Soft X-ray Materials Science (SXR)


Full Name

Soft X-ray Research (SXR) Instrument for Materials Science

Description of the SXR Instrument

The soft x-ray imaging and pump-probe x-ray spectroscopy program on materials was approved by the LCLS Scientific Advisory Committee (SAC) in 2006, and space was allocated in the LCLS near hall for the accompanying instruments. A consortium was formed in order to fund, design and construct the SXR beamline with members from the Stanford Institute of Material and Energy Sciences (SIMES), the Advanced Light Source (ALS), the University of Hamburg, DESY and the Center for Free Electron Lasers (CFEL) in Hamburg. Operated by the LCLS facility the SXR instrument took first light on May 5, 2010. Initially consortium members and various collaborators brought different endstations and detectors to the SXR instrument providing access to general users via collaborations. Moving forward, the strategic development of end stations by LCLS will provide open access to users in the highest impact scientific areas.

Scientific Program

Pump-Probe Ultrafast Chemistry


Figure 1 Experiment: An ultrafast laser pulse heats the metal surface and initiates the process of converting CO to CO2. Snapshots of the electronic states of oxygen are captured in x-ray spectra.  Results: These plots show that CO enters a transient state where it is weakly bonded yet not completely desorbed.  These data predate jitter correction, but sub 100fs temporal resolution can now be reached when studying chemical dynamics.  From: M. Dell'Angela, et al., Science 339 6125 (2013), M. Beye, et al., Phys. Rev. Lett. 110 186101 (2013) 

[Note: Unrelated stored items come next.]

// Copyright 2026 Phillip Cloud
// Licensed under the Apache License, Version 2.0

use anyhow::{Context, Result, anyhow, bail};
use mbx_app::{
    Collection, CollectionId, CollectionItem, Database, DatabaseId, Field, ItemDetail, ItemId,
    ItemModel, LoadPayload, LoadRequest, Schema, Table, TableId, extract_schemas,
    tables_in_schema,
};
use reqwest::StatusCode;
use reqwest::blocking::Client as HttpClient;
use reqwest::header::{HeaderMap, HeaderName, HeaderValue};
use serde::Deserialize;
use serde::de::DeserializeOwned;
use std::time::Duration;
use tracing::debug;
use url::Url;

pub const API_KEY_HEADER: &str = "x-api-key";
pub const RELEASES_URL: &str = "https://api.github.com/repos/mbx-dev/mbx/releases/latest";

const USER_AGENT: &str = concat!("mbx/", env!("CARGO_PKG_VERSION"));

#[derive(Debug, Clone, PartialEq, Eq, Deserialize)]
pub struct CurrentUser {
    pub id: i64,
    #[serde(default)]
    pub email: String,
    #[serde(default)]
    pub common_name: Option<String>,
    #[serde(default)]
    pub first_name: Option<String>,
    #[serde(default)]
    pub last_name: Option<String>,
}

impl CurrentUser {
    pub fn display_name(&self) -> String {
        if let Some(name) = self.common_name.as_deref()
            && !name.is_empty()
        {
            return name.to_owned();
        }
        let full = [self.first_name.as_deref(), self.last_name.as_deref()]
            .into_iter()
            .flatten()
            .collect::<Vec<_>>()
            .join(" ");
        if full.trim().is_empty() {
            self.email.clone()
        } else {
            full
        }
    }
}

/// Blocking client for the parts of the Metabase REST API the explorer reads.
#[derive(Debug, Clone)]
pub struct Client {
    base_url: String,
    http: HttpClient,
}

impl Client {
    /// `timeout` of `None` lets requests wait as long as the server takes.
    pub fn new(base_url: &str, token: &str, timeout: Option<Duration>) -> Result<Self> {
        let base_url = base_url.trim().trim_end_matches('/').to_owned();
        if base_url.is_empty() {
            bail!("metabase URL must not be empty");
        }
        let parsed =
            Url::parse(&base_url).with_context(|| format!("invalid metabase URL {base_url:?}"))?;
        if !matches!(parsed.scheme(), "http" | "https") {
            bail!(
                "metabase URL {base_url:?} must start with http:// or https://, got scheme {:?}",
                parsed.scheme()
            );
        }
        let token = token.trim();
        if token.is_empty() {
            bail!("API token must not be empty -- create one under Admin > Settings > API keys");
        }

        let mut key = HeaderValue::from_str(token)
            .context("API token contains characters that cannot be sent in an HTTP header")?;
        key.set_sensitive(true);
        let mut headers = HeaderMap::new();
        headers.insert(HeaderName::from_static(API_KEY_HEADER), key);

        let http = HttpClient::builder()
            .timeout(timeout)
            .user_agent(USER_AGENT)
            .default_headers(headers)
            .build()
            .context("build HTTP client")?;

        Ok(Self { base_url, http })
    }

    pub fn base_url(&self) -> &str {
        &self.base_url
    }

    pub fn test_connection(&self) -> Result<CurrentUser> {
        self.get_json(self.endpoint("/api/user/current")?, "current user")
    }

    pub fn databases(&self) -> Result<Vec<Database>> {
        let listing: Listing<Database> =
            self.get_json(self.endpoint("/api/database")?, "database list")?;
        Ok(listing.into_vec())
    }

    pub fn database_tables(&self, database: DatabaseId) -> Result<Vec<Table>> {
        let metadata: DatabaseMetadata = self.get_json(
            self.endpoint(&format!("/api/database/{database}/metadata"))?,
            "database metadata",
        )?;
        Ok(metadata.tables)
    }

    pub fn schemas(&self, database: DatabaseId) -> Result<Vec<Schema>> {
        Ok(extract_schemas(&self.database_tables(database)?))
    }

    pub fn tables(&self, database: DatabaseId, schema: &str) -> Result<Vec<Table>> {
        Ok(tables_in_schema(self.database_tables(database)?, schema))
    }

    pub fn table_fields(&self, table: TableId) -> Result<Vec<Field>> {
        let metadata: TableMetadata = self.get_json(
            self.endpoint(&format!("/api/table/{table}/query_metadata"))?,
            "table metadata",
        )?;
        let mut fields = metadata.fields;
        fields.sort_by_key(|field| field.position);
        Ok(fields)
    }

    pub fn collections(&self) -> Result<Vec<Collection>> {
        let listing: Listing<Collection> =
            self.get_json(self.endpoint("/api/collection")?, "collection list")?;
        Ok(listing
            .into_vec()
            .into_iter()
            .filter(|collection| !collection.archived)
            .collect())
    }

    pub fn collection_items(&self, collection: &CollectionId) -> Result<Vec<CollectionItem>> {
        let listing: Listing<CollectionItem> = self.get_json(
            self.endpoint(&format!("/api/collection/{collection}/items"))?,
            "collection items",
        )?;
        Ok(listing
            .into_vec()
            .into_iter()
            .filter(|item| !item.archived)
            .collect())
    }

    pub fn card(&self, card: ItemId) -> Result<ItemDetail> {
        self.get_json(self.endpoint(&format!("/api/card/{card}"))?, "card")
    }

    pub fn dashboard(&self, dashboard: ItemId) -> Result<ItemDetail> {
        self.get_json(
            self.endpoint(&format!("/api/dashboard/{dashboard}"))?,
            "dashboard",
        )
    }

    /// Detail for models that have one; other models yield `None` without a
    /// request.
    pub fn item_detail(&self, item: ItemId, model: ItemModel) -> Result<Option<ItemDetail>> {
        if model.is_card() {
            return self.card(item).map(Some);
        }
        if model == ItemModel::Dashboard {
            return self.dashboard(item).map(Some);
        }
        Ok(None)
    }

    pub fn search(&self, query: &str) -> Result<Vec<CollectionItem>> {
        let mut url = self.endpoint("/api/search")?;
        url.query_pairs_mut().append_pair("q", query);
        let listing: Listing<CollectionItem> = self.get_json(url, "search results")?;
        Ok(listing
            .into_vec()
            .into_iter()
            .filter(|item| !item.archived)
            .collect())
    }

    pub fn fetch(&self, request: &LoadRequest) -> Result<LoadPayload> {
        let payload = match request {
            LoadRequest::Databases => LoadPayload::Databases(self.databases()?),
            LoadRequest::Schemas { database } => LoadPayload::Schemas(self.schemas(*database)?),
            LoadRequest::Tables { database, schema } => {
                LoadPayload::Tables(self.tables(*database, schema)?)
            }
            LoadRequest::Fields { table } => LoadPayload::Fields(self.table_fields(*table)?),
            LoadRequest::Collections => LoadPayload::Collections(self.collections()?),
            LoadRequest::CollectionItems { collection } => {
                LoadPayload::CollectionItems(self.collection_items(collection)?)
            }
            LoadRequest::ItemDetail { item, model } => {
                LoadPayload::ItemDetail(self.item_detail(*item, *model)?)
            }
            LoadRequest::Search { query } => LoadPayload::Search(self.search(query)?),
        };
        Ok(payload)
    }

    fn endpoint(&self, path: &str) -> Result<Url> {
        let raw = format!("{}{path}", self.base_url);
        Url::parse(&raw).with_context(|| format!("build request URL {raw:?}"))
    }

    fn get_json<T: DeserializeOwned>(&self, url: Url, what: &str) -> Result<T> {
        debug!(%url, "GET");
        let response = self
            .http
            .get(url)
            .send()
            .map_err(|error| connection_error(&self.base_url, error))?;

        let status = response.status();
        if !status.is_success() {
            let body = response.text().unwrap_or_default();
            return Err(clean_error_response(status, &body));
        }
        response.json().with_context(|| format!("decode {what}"))
    }
}

/// Looks up the newest published release tag.
#[derive(Debug, Clone)]
pub struct ReleaseChecker {
    url: String,
    http: HttpClient,
}

impl ReleaseChecker {
    pub fn new(url: &str, timeout: Duration) -> Result<Self> {
        let http = HttpClient::builder()
            .timeout(timeout)
            .user_agent(USER_AGENT)
            .build()
            .context("build HTTP client")?;
        Ok(Self {
            url: url.to_owned(),
            http,
        })
    }

    pub fn latest_tag(&self) -> Result<String> {
        let response = self
            .http
            .get(&self.url)
            .header("Accept", "application/vnd.github+json")
            .send()
            .map_err(|error| anyhow!("check for updates at {}: {error}", self.url))?;
        let status = response.status();
        if !status.is_success() {
            bail!("release check returned {}", status.as_u16());
        }
        let release: Release = response.json().context("decode release")?;
        Ok(release.tag_name)
    }
}

/// True when `latest` names a different version than `current`, ignoring a
/// leading `v` on either.
pub fn release_differs(current: &str, latest: &str) -> bool {
    let latest = latest.trim().trim_start_matches('v');
    !latest.is_empty() && current.trim().trim_start_matches('v') != latest
}

fn connection_error(base_url: &str, error: reqwest::Error) -> anyhow::Error {
    if error.is_timeout() {
        return anyhow!(
            "timed out waiting for {base_url} -- raise [http] timeout in the config ({error})"
        );
    }
    anyhow!("cannot reach {base_url} -- check the URL and that Metabase is running ({error})")
}

fn clean_error_response(status: StatusCode, body: &str) -> anyhow::Error {
    if matches!(status, StatusCode::UNAUTHORIZED | StatusCode::FORBIDDEN) {
        return anyhow!(
            "server error ({}): API key rejected -- check the token for this profile",
            status.as_u16()
        );
    }

    if let Ok(parsed) = serde_json::from_str::<ErrorEnvelope>(body)
        && let Some(message) = parsed.message
        && !message.is_empty()
    {
        return anyhow!("server error ({}): {}", status.as_u16(), message);
    }

    let trimmed = body.trim();
    if !trimmed.is_empty() && trimmed.len() < 100 && !trimmed.contains('{') {
        return anyhow!("server error ({}): {}", status.as_u16(), trimmed);
    }

    anyhow!("server returned {}", status.as_u16())
}

/// List endpoints answer with either a bare array or `{"data": [...]}`
/// depending on server version.
#[derive(Debug, Deserialize)]
#[serde(untagged)]
enum Listing<T> {
    Wrapped { data: Vec<T> },
    Bare(Vec<T>),
}

impl<T> Listing<T> {
    fn into_vec(self) -> Vec<T> {
        match self {
            Self::Wrapped { data } => data,
            Self::Bare(items) => items,
        }
    }
}

#[derive(Debug, Deserialize)]
struct DatabaseMetadata {
    #[serde(default)]
    tables: Vec<Table>,
}

#[derive(Debug, Deserialize)]
struct TableMetadata {
    #[serde(default)]
    fields: Vec<Field>,
}

#[derive(Debug, Deserialize)]
struct ErrorEnvelope {
    #[serde(default)]
    message: Option<String>,
}

#[derive(Debug, Deserialize)]
struct Release {
    tag_name: String,
}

The ultimate goal in chemistry and physical chemistry is to understand on a fundamental level how bonds break and reform during chemical reactions. In many cases we arrive at simple pictures of electron motion with respect to electron pair redistributions or electrostatic interactions along a reaction path. For many systems bonding can be understood in terms of molecular orbitals and reactivity in dynamical rearrangements of different molecular states. Such knowledge provides the basis for the understanding of chemical trends and prediction of chemical reactivity for chemical compounds. Since the excitation and probe steps with conventional optical lasers involve valence electrons that are delocalized over many atomic centers it is difficult to study complex systems. Unprecedented insight into chemical reaction dynamics are gained by probing exactly the atomic site involved. X-ray spectroscopies can directly access molecular orbital changes associated with or even during chemical reactions. In particular, accessing core levels in the soft x-ray regime with spectroscopy opens up new prospects to study time-resolved changes in the electronic structure of complex systems containing the essential elements C, O and N or 3d-metal atoms. Detailed insight into surface reactions, catalysis, hydrogen-bonded systems and aqueous solutions can be extracted.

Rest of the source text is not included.